#### TASK PROMPT
Restate verbatim the span of lines below between the line with "async fn count_alarms(&self)" and the line with "(never includes credentials)", including those two lines, and only that span.

#### DATASET RECORDS
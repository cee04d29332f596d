use thiserror::Error;

pub type Result<T> = std::result::Result<T, AssessmentError>;

#[derive(Debug, Error)]
pub enum AssessmentError {
    /// Caller-side data outside the function's domain (negative elapsed time,
    /// NaN score, ...). Never clamped silently.
    #[error("domain input error: {field} = {value}")]
    DomainInput { field: &'static str, value: f64 },
    #[error("unknown skill update channel: {0}")]
    UnknownChannel(String),
    #[error("config error: {0}")]
    Config(String),
    #[error(transparent)]
    Io(#[from] std::io::Error),
    #[error(transparent)]
    Json(#[from] serde_json::Error),
}

impl AssessmentError {
    pub fn domain(field: &'static str, value: f64) -> Self {
        Self::DomainInput { field, value }
    }

    pub fn is_domain_input(&self) -> bool {
        matches!(self, Self::DomainInput { .. })
    }
}
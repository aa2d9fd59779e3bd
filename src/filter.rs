use std::io::{BufRead, Write};

use crate::error::FilterError;
use crate::extract::extract_pair;

/// Counters for one pass over an input stream.
#[derive(Debug, Default, Clone, Copy, PartialEq, Eq)]
pub struct FilterStats {
    /// Input lines consumed.
    pub lines: u64,
    /// Output lines written.
    pub emitted: u64,
}

/// Run the filter over an input stream.
///
/// For each input line that reports both a depth and a time, writes one
/// line of the form `<depth> <time>`. Processing is single-threaded and
/// line-at-a-time; the first read or write failure aborts the pass. The
/// writer is flushed once the input is exhausted.
pub fn run<R: BufRead, W: Write>(input: R, mut output: W) -> Result<FilterStats, FilterError> {
    let mut stats = FilterStats::default();

    for line in input.lines() {
        let line = line.map_err(FilterError::Read)?;
        stats.lines += 1;

        if let Some((depth, time)) = extract_pair(&line) {
            writeln!(output, "{} {}", depth, time).map_err(FilterError::Write)?;
            stats.emitted += 1;
        }
    }

    output.flush().map_err(FilterError::Write)?;
    Ok(stats)
}
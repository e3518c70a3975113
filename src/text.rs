// Characters that hurt recall in Spotify's full text search
const QUERY_NOISE: [char; 6] = ['’', '\'', '"', '&', '(', ')'];

// Characters that are illegal or reserved in common filesystem path segments
const UNSAFE_FILENAME_CHARS: [char; 9] = ['\\', '/', ':', '*', '?', '"', '<', '>', '|'];

const FILENAME_REPLACEMENT: char = '_';

/// Remove quotes, ampersands and parentheses from a search term.
///
/// ```
/// use rartwork::text::normalize_query;
///
/// assert_eq!(normalize_query("Rock & Roll (Live)"), "Rock  Roll Live");
/// ```
pub fn normalize_query(text: &str) -> String {
    text.chars().filter(|c| !QUERY_NOISE.contains(c)).collect()
}

/// Replace every character that can't appear in a file name with `_`.
///
/// The output always has as many characters as the input.
pub fn sanitize_filename(text: &str) -> String {
    text.chars()
        .map(|c| {
            if UNSAFE_FILENAME_CHARS.contains(&c) {
                FILENAME_REPLACEMENT
            } else {
                c
            }
        })
        .collect()
}
use crate::clients::{
    entities::{Album, Track},
    errors::Result,
};

/// A music catalog that can be searched by free text.
///
/// Results come back in the catalog's relevance order, which the artist
/// matcher relies on: the first qualifying result wins.
pub trait Catalog {
    /// Search albums, returning at most `limit` candidates
    fn search_albums(
        &self,
        query: &str,
        limit: u32,
    ) -> impl Future<Output = Result<Vec<Album>>> + Send;

    /// Search tracks, returning at most `limit` candidates
    fn search_tracks(
        &self,
        query: &str,
        limit: u32,
    ) -> impl Future<Output = Result<Vec<Track>>> + Send;
}
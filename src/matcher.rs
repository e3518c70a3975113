use crate::clients::entities::{Album, Track};

/// Catalog items that list the artists credited on them, in catalog order.
pub trait Credited {
    /// Names of the credited artists
    fn artist_names(&self) -> impl Iterator<Item = &str>;
}

impl Credited for Album {
    fn artist_names(&self) -> impl Iterator<Item = &str> {
        self.artists.iter().map(|artist| artist.name.as_str())
    }
}

impl Credited for Track {
    fn artist_names(&self) -> impl Iterator<Item = &str> {
        self.artists.iter().map(|artist| artist.name.as_str())
    }
}

/// Pick the first item credited to `target_artist`.
///
/// A candidate artist matches when, ignoring case, either name contains the
/// other. Items and their artists are checked in the given order and the
/// first hit wins. An empty target never matches.
pub fn find_match<'a, T: Credited>(items: &'a [T], target_artist: &str) -> Option<&'a T> {
    let target = target_artist.to_lowercase();
    if target.is_empty() {
        return None;
    }
    items.iter().find(|item| {
        item.artist_names().any(|name| {
            let candidate = name.to_lowercase();
            candidate.contains(&target) || target.contains(&candidate)
        })
    })
}
use std::{fmt, str::FromStr};

use crate::clients::errors::Error;

/// Separator between the name and the artist on a list line
pub const ENTRY_SEPARATOR: &str = " / ";

#[derive(Debug, Clone, PartialEq, Eq)]
pub struct Artist {
    pub name: String,
}

#[derive(Debug, Clone, PartialEq, Eq)]
pub struct Image {
    pub url: String,
}

#[derive(Debug, Clone, PartialEq, Eq)]
pub struct Album {
    pub name: String,
    pub artists: Vec<Artist>,
    pub images: Vec<Image>, // largest first, as returned by Spotify
}

impl Album {
    /// URL of the highest resolution cover, if the album has any
    pub fn cover_url(&self) -> Option<&str> {
        self.images.first().map(|image| image.url.as_str())
    }
}

#[derive(Debug, Clone, PartialEq, Eq)]
pub struct Track {
    pub name: String,
    pub artists: Vec<Artist>,
    pub album: Album,
}

/// Which kind of catalog item a list is searched against
#[derive(Debug, Clone, Copy, PartialEq, Eq)]
pub enum SearchMode {
    Album,
    Track,
}

impl fmt::Display for SearchMode {
    fn fmt(&self, f: &mut fmt::Formatter<'_>) -> fmt::Result {
        match self {
            SearchMode::Album => f.write_str("album"),
            SearchMode::Track => f.write_str("track"),
        }
    }
}

/// A single `"<name> / <artist>"` line of a list file
#[derive(Debug, Clone, PartialEq, Eq)]
pub struct ListEntry {
    pub name: String,
    pub artist: String,
}

impl FromStr for ListEntry {
    type Err = Error;

    fn from_str(line: &str) -> Result<Self, Self::Err> {
        let mut parts = line.trim().split(ENTRY_SEPARATOR);
        match (parts.next(), parts.next(), parts.next()) {
            (Some(name), Some(artist), None) => Ok(ListEntry {
                name: name.to_string(),
                artist: artist.to_string(),
            }),
            _ => Err(Error::ParseError(format!(
                "expected \"<name>{ENTRY_SEPARATOR}<artist>\", got \"{line}\""
            ))),
        }
    }
}
//! Command line entry point for rartwork

mod cli;

#[tokio::main]
async fn main() -> Result<(), Box<dyn std::error::Error>> {
    // Progress lines are part of the output, so they go to stdout
    env_logger::Builder::from_env(env_logger::Env::default().default_filter_or("info"))
        .target(env_logger::Target::Stdout)
        .format_target(false)
        .init();

    cli::run().await?;

    Ok(())
}
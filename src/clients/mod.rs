/// Catalog search abstraction
pub mod catalog;
/// HTTP image downloads
pub mod download;
/// Data entities for albums, tracks and list entries
pub mod entities;
/// Error types and result aliases
pub mod errors;
/// Spotify API client
pub mod spotify;

pub use catalog::Catalog;
pub use download::{HttpDownloader, ImageDownloader};
pub use spotify::SpotifyClient;

use errors::Result;

/// Clients that can build themselves from the process environment.
pub trait FromEnv: Sized {
    /// Create the client or raise a configuration error
    fn try_default() -> Result<Self>;
}
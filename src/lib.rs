//! Rartwork - Download album artwork for album and track lists
//!
//! This library reads `"<name> / <artist>"` lists, resolves every entry to an
//! album on Spotify and saves the album cover next to the others in a single
//! output directory.

/// Client modules for interacting with external services
pub mod clients;
/// The batch loop that turns list entries into artwork files
pub mod fetcher;
/// Artist based selection of search results
pub mod matcher;
/// Per entry, per list and per run outcomes
pub mod report;
/// Query normalization and filename sanitization
pub mod text;
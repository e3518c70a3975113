use log::debug;

use crate::clients::{FromEnv, errors::Result};

/// Fetches raw image bytes from a URL
pub trait ImageDownloader {
    /// Download the image at `url`
    fn fetch_image(&self, url: &str) -> impl Future<Output = Result<Vec<u8>>> + Send;
}

pub struct HttpDownloader {
    client: reqwest::Client,
}

impl HttpDownloader {
    pub fn new(client: reqwest::Client) -> Self {
        HttpDownloader { client }
    }
}

impl Default for HttpDownloader {
    fn default() -> Self {
        Self::new(reqwest::Client::new())
    }
}

impl FromEnv for HttpDownloader {
    // Nothing to configure, the client's default timeouts apply
    fn try_default() -> Result<Self> {
        Ok(Self::default())
    }
}

impl ImageDownloader for HttpDownloader {
    async fn fetch_image(&self, url: &str) -> Result<Vec<u8>> {
        debug!("Downloading image from {url}");
        let response = self.client.get(url).send().await?.error_for_status()?;
        let bytes = response.bytes().await?;
        debug!("Downloaded {} bytes from {url}", bytes.len());
        Ok(bytes.to_vec())
    }
}
//! Access token and its single-slot file
//!
//! The file is JSON and carries a format version plus both timestamps, so a truncated,
//! foreign or tampered file is detected instead of being handed out as a credential.

use std::fmt;
use std::path::{Path, PathBuf};

use base64::Engine;
use base64::engine::general_purpose::{STANDARD_NO_PAD, URL_SAFE_NO_PAD};
use chrono::{DateTime, Utc};
use serde::{Deserialize, Serialize};

use crate::util::atomic_write;

const TOKEN_FILE_VERSION: u32 = 1;

/// Bearer token issued by MCS
#[derive(Clone, PartialEq)]
pub struct Token {
    pub value: String,
    /// Lets the next renewal use the cheaper refresh call instead of a full login
    pub refresh_token: Option<String>,
    pub obtained_at: DateTime<Utc>,
    pub expires_at: DateTime<Utc>,
}

impl Token {
    /// A token is only handed out while `now < expires_at - margin`
    pub fn is_valid_at(&self, now: DateTime<Utc>, margin: chrono::Duration) -> bool {
        now < self.expires_at - margin
    }

    pub fn ttl(&self) -> chrono::Duration {
        self.expires_at - self.obtained_at
    }
}

impl fmt::Debug for Token {
    fn fmt(&self, f: &mut fmt::Formatter<'_>) -> fmt::Result {
        f.debug_struct("Token")
            .field("value", &"<redacted>")
            .field("has_refresh_token", &self.refresh_token.is_some())
            .field("obtained_at", &self.obtained_at)
            .field("expires_at", &self.expires_at)
            .finish()
    }
}

#[derive(Serialize, Deserialize)]
struct TokenFile {
    version: u32,
    access_token: String,
    #[serde(default)]
    refresh_token: Option<String>,
    obtained_at: DateTime<Utc>,
    expires_at: DateTime<Utc>,
}

#[derive(Debug)]
pub enum TokenFileError {
    Io(std::io::Error),
    Corrupt(String),
}

impl fmt::Display for TokenFileError {
    fn fmt(&self, f: &mut fmt::Formatter<'_>) -> fmt::Result {
        match self {
            TokenFileError::Io(err) => write!(f, "token file I/O error: {err}"),
            TokenFileError::Corrupt(msg) => write!(f, "token file is corrupt: {msg}"),
        }
    }
}

impl std::error::Error for TokenFileError {
    fn source(&self) -> Option<&(dyn std::error::Error + 'static)> {
        match self {
            TokenFileError::Io(err) => Some(err),
            TokenFileError::Corrupt(_) => None,
        }
    }
}

/// Durable single-slot home of the current token
#[derive(Debug, Clone)]
pub struct TokenStore {
    path: PathBuf,
}

impl TokenStore {
    pub fn new(path: impl Into<PathBuf>) -> Self {
        Self { path: path.into() }
    }

    pub fn path(&self) -> &Path {
        &self.path
    }

    pub fn save(&self, token: &Token) -> std::io::Result<()> {
        let file = TokenFile {
            version: TOKEN_FILE_VERSION,
            access_token: token.value.clone(),
            refresh_token: token.refresh_token.clone(),
            obtained_at: token.obtained_at,
            expires_at: token.expires_at,
        };
        let data = serde_json::to_vec_pretty(&file).map_err(std::io::Error::other)?;
        atomic_write(&self.path, &data)
    }

    /// Read the stored token without judging its expiry
    ///
    /// `Ok(None)` means there is no file yet.
    pub fn load(&self) -> Result<Option<Token>, TokenFileError> {
        let data = match std::fs::read(&self.path) {
            Ok(data) => data,
            Err(err) if err.kind() == std::io::ErrorKind::NotFound => return Ok(None),
            Err(err) => return Err(TokenFileError::Io(err)),
        };

        let file: TokenFile = serde_json::from_slice(&data)
            .map_err(|e| TokenFileError::Corrupt(e.to_string()))?;

        if file.version != TOKEN_FILE_VERSION {
            return Err(TokenFileError::Corrupt(format!(
                "unsupported version {}",
                file.version
            )));
        }
        if file.access_token.trim().is_empty() {
            return Err(TokenFileError::Corrupt("empty access token".to_string()));
        }
        if file.expires_at <= file.obtained_at {
            return Err(TokenFileError::Corrupt(
                "expiry is not after the time the token was obtained".to_string(),
            ));
        }

        Ok(Some(Token {
            value: file.access_token,
            refresh_token: file.refresh_token.filter(|t| !t.is_empty()),
            obtained_at: file.obtained_at,
            expires_at: file.expires_at,
        }))
    }
}

/// Expiry encoded in the `exp` claim, if the token is a JWT
///
/// The signature is not checked; this only tells us when MCS will stop accepting it.
pub fn jwt_expiry(token: &str) -> Option<DateTime<Utc>> {
    let mut parts = token.split('.');
    let (_header, payload, _signature) = (parts.next()?, parts.next()?, parts.next()?);

    let payload = payload.trim_end_matches('=');
    let decoded = URL_SAFE_NO_PAD
        .decode(payload)
        .or_else(|_| STANDARD_NO_PAD.decode(payload))
        .ok()?;

    let claims: serde_json::Value = serde_json::from_slice(&decoded).ok()?;
    let exp = claims.get("exp")?;
    let secs = exp.as_i64().or_else(|| exp.as_f64().map(|f| f as i64))?;

    DateTime::from_timestamp(secs, 0)
}
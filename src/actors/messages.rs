//! Message types for actor communication
//!
//! ## Design Principles
//!
//! 1. **Commands**: Request/response messages sent to the actor via mpsc
//! 2. **Replies**: oneshot channels carry the answer back to the caller
//! 3. **State**: the coarse loop state is published on a watch channel so it can be read
//!    without waiting for the actor

use chrono::{DateTime, Utc};
use tokio::sync::oneshot;

use crate::ingest::{CycleReport, LoopState};
use crate::mcs::EndpointChoice;

/// Commands that can be sent to a CollectorActor
#[derive(Debug)]
pub enum CollectorCommand {
    /// Run an iteration right away instead of waiting for the interval to elapse
    ///
    /// Handled while the actor sleeps; the interval restarts afterwards.
    PollNow {
        respond_to: oneshot::Sender<CycleReport>,
    },

    /// Snapshot of the collector's progress
    Status {
        respond_to: oneshot::Sender<CollectorStatus>,
    },
}

/// Point-in-time view of a running collector
#[derive(Debug, Clone, PartialEq)]
pub struct CollectorStatus {
    pub state: LoopState,

    /// Iterations run so far
    pub iteration: u64,

    /// Lower bound for the next alarm fetch
    pub cursor: Option<DateTime<Utc>>,

    pub active_endpoint: EndpointChoice,

    /// Expiry of the access token held in memory, if any
    pub token_expires_at: Option<DateTime<Utc>>,

    pub last_report: Option<CycleReport>,
}
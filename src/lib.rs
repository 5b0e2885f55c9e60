pub mod actors;
pub mod config;
pub mod ingest;
pub mod mcs;
pub mod retry;
pub mod storage;
pub mod time;
pub mod util;

use chrono::{DateTime, Utc};
use serde::{Deserialize, Serialize};

/// A single alarm raised by the MCS, as persisted by the collector.
///
/// `event_id` is stable per source system. MCS hands it out either as a string or as an
/// integer; it is always normalized to its string form here.
#[derive(Debug, Clone, PartialEq, Serialize, Deserialize)]
pub struct AlarmEvent {
    pub event_id: String,
    pub timestamp: DateTime<Utc>,
    pub severity: String,
    pub description: String,
    /// The alarm exactly as MCS returned it
    pub raw_payload: serde_json::Value,
}

#[derive(Debug, Clone, PartialEq, Serialize, Deserialize)]
pub struct Device {
    pub uuid: String,
    pub label: Option<String>,
    pub ip: Option<String>,
}

#[derive(Debug, Clone, PartialEq, Serialize, Deserialize)]
pub struct DeviceStatus {
    pub uuid: String,
    pub status: Option<String>,
}

#[derive(Debug, Clone, PartialEq, Serialize, Deserialize)]
pub struct Output {
    pub uuid: String,
    pub label: Option<String>,
    pub device_uuid: Option<String>,
}

/// An encoder output as reported by the device itself rather than by MCS
///
/// Encoder uuids are only unique per device, so `uuid` is `{device_ip}_{encoder_uuid}`.
#[derive(Debug, Clone, PartialEq, Serialize, Deserialize)]
pub struct EncoderOutput {
    pub uuid: String,
    pub device_ip: String,
    pub encoder_uuid: String,
    pub encoder_id: Option<String>,
    pub label: Option<String>,
    pub enabled: Option<bool>,
}
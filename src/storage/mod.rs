//! Storage backends for alarm persistence
//!
//! ## Design
//!
//! - **Trait-based**: `StorageBackend` allows swapping implementations
//! - **Async**: All operations are async for compatibility with the collector actor
//! - **Idempotent**: Alarms are upserted by `event_id`, so re-fetching is harmless
//!
//! ## Backends
//!
//! - **PostgreSQL**: Network database, the production target (`storage-postgres` feature)
//! - **SQLite**: Embedded database for single-host deployments and tests
//! - **In-Memory**: No persistence, for dry runs and tests
//!
//! `AlarmStore` sits in front of whichever backend is configured and owns the
//! connect/reconnect policy.
//!
//! ## Usage
//!
//! ```no_run
//! use std::sync::Arc;
//! use std::time::Duration;
//! use mcs_collector::config::StorageConfig;
//! use mcs_collector::storage::{AlarmStore, ConfigConnector};
//!
//! #[tokio::main]
//! async fn main() -> anyhow::Result<()> {
//!     let connector = ConfigConnector::new(
//!         StorageConfig::Sqlite { path: "./alarms.db".into() },
//!         Duration::from_secs(30),
//!     );
//!     let mut store = AlarmStore::new(Arc::new(connector));
//!     println!("{} alarms stored", store.count_alarms().await?);
//!     Ok(())
//! }
//! ```

pub mod backend;
pub mod error;
pub mod memory;
#[cfg(feature = "storage-postgres")]
pub mod postgres;
pub mod sqlite;
pub mod store;

pub use backend::{BackendConnector, HealthStatus, StorageBackend};
pub use error::{StorageError, StorageResult};
pub use memory::MemoryBackend;
pub use store::{AlarmStore, ConfigConnector};
//! Storage backend trait definition
//!
//! This module defines the `StorageBackend` trait that every database implementation
//! provides, and the `BackendConnector` that knows how to open one.

use std::collections::HashMap;
use std::sync::Arc;

use async_trait::async_trait;
use chrono::{DateTime, Utc};

use super::error::StorageResult;
use crate::{AlarmEvent, Device, DeviceStatus, EncoderOutput, Output};

/// Health status of the storage backend
#[derive(Debug, Clone)]
pub struct HealthStatus {
    /// Is the backend operational?
    pub healthy: bool,

    /// Human-readable status message
    pub message: String,

    /// Additional backend-specific metadata
    pub metadata: HashMap<String, String>,
}

/// Trait for persistent storage backends
///
/// ## Upsert contract
///
/// `upsert_alarms` must be idempotent: presenting the same `event_id` twice leaves one row.
/// For an existing row only the mutable fields (severity, description) may change. The
/// insert-if-absent step must be a single atomic statement, never a read followed by a
/// write.
///
/// ## Error Handling
///
/// Implementations convert driver errors into `StorageError`, mapping anything that means
/// "the database is not reachable" to `StorageError::ConnectionFailed` so the caller can
/// reconnect.
#[async_trait]
pub trait StorageBackend: Send + Sync {
    /// Insert new alarms, refresh mutable fields of known ones
    ///
    /// Returns how many rows were newly inserted.
    async fn upsert_alarms(&self, alarms: &[AlarmEvent]) -> StorageResult<usize>;

    /// Newest alarm timestamp on record, used to seed the fetch cursor
    async fn latest_alarm_timestamp(&self) -> StorageResult<Option<DateTime<Utc>>>;

    async fn count_alarms(&self) -> StorageResult<usize>;

    /// Upsert devices by uuid, returns rows written
    async fn upsert_devices(&self, devices: &[Device]) -> StorageResult<usize>;

    /// Set the status of known devices, returns rows updated
    async fn update_device_statuses(&self, statuses: &[DeviceStatus]) -> StorageResult<usize>;

    /// Upsert outputs by uuid, returns rows written
    async fn upsert_outputs(&self, outputs: &[Output]) -> StorageResult<usize>;

    /// Upsert encoder outputs by their per-device key, returns rows written
    async fn upsert_encoder_outputs(&self, outputs: &[EncoderOutput]) -> StorageResult<usize>;

    /// Lightweight liveness check (e.g. `SELECT 1`)
    async fn health_check(&self) -> StorageResult<HealthStatus>;

    /// Close the backend and release resources
    async fn close(&self) -> StorageResult<()>;
}

/// Opens backends on demand
///
/// `AlarmStore` calls this lazily and again after a connection is lost.
#[async_trait]
pub trait BackendConnector: Send + Sync {
    async fn connect(&self) -> StorageResult<Arc<dyn StorageBackend>>;

    /// Where this connector points, for logs (never includes credentials)
    fn describe(&self) -> String;
}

#### COMPLETED EXERCISE
    async fn count_alarms(&self) -> StorageResult<usize>;

    /// Upsert devices by uuid, returns rows written
    async fn upsert_devices(&self, devices: &[Device]) -> StorageResult<usize>;

    /// Set the status of known devices, returns rows updated
    async fn update_device_statuses(&self, statuses: &[DeviceStatus]) -> StorageResult<usize>;

    /// Upsert outputs by uuid, returns rows written
    async fn upsert_outputs(&self, outputs: &[Output]) -> StorageResult<usize>;

    /// Upsert encoder outputs by their per-device key, returns rows written
    async fn upsert_encoder_outputs(&self, outputs: &[EncoderOutput]) -> StorageResult<usize>;

    /// Lightweight liveness check (e.g. `SELECT 1`)
    async fn health_check(&self) -> StorageResult<HealthStatus>;

    /// Close the backend and release resources
    async fn close(&self) -> StorageResult<()>;
}

/// Opens backends on demand
///
/// `AlarmStore` calls this lazily and again after a connection is lost.
#[async_trait]
pub trait BackendConnector: Send + Sync {
    async fn connect(&self) -> StorageResult<Arc<dyn StorageBackend>>;

    /// Where this connector points, for logs (never includes credentials)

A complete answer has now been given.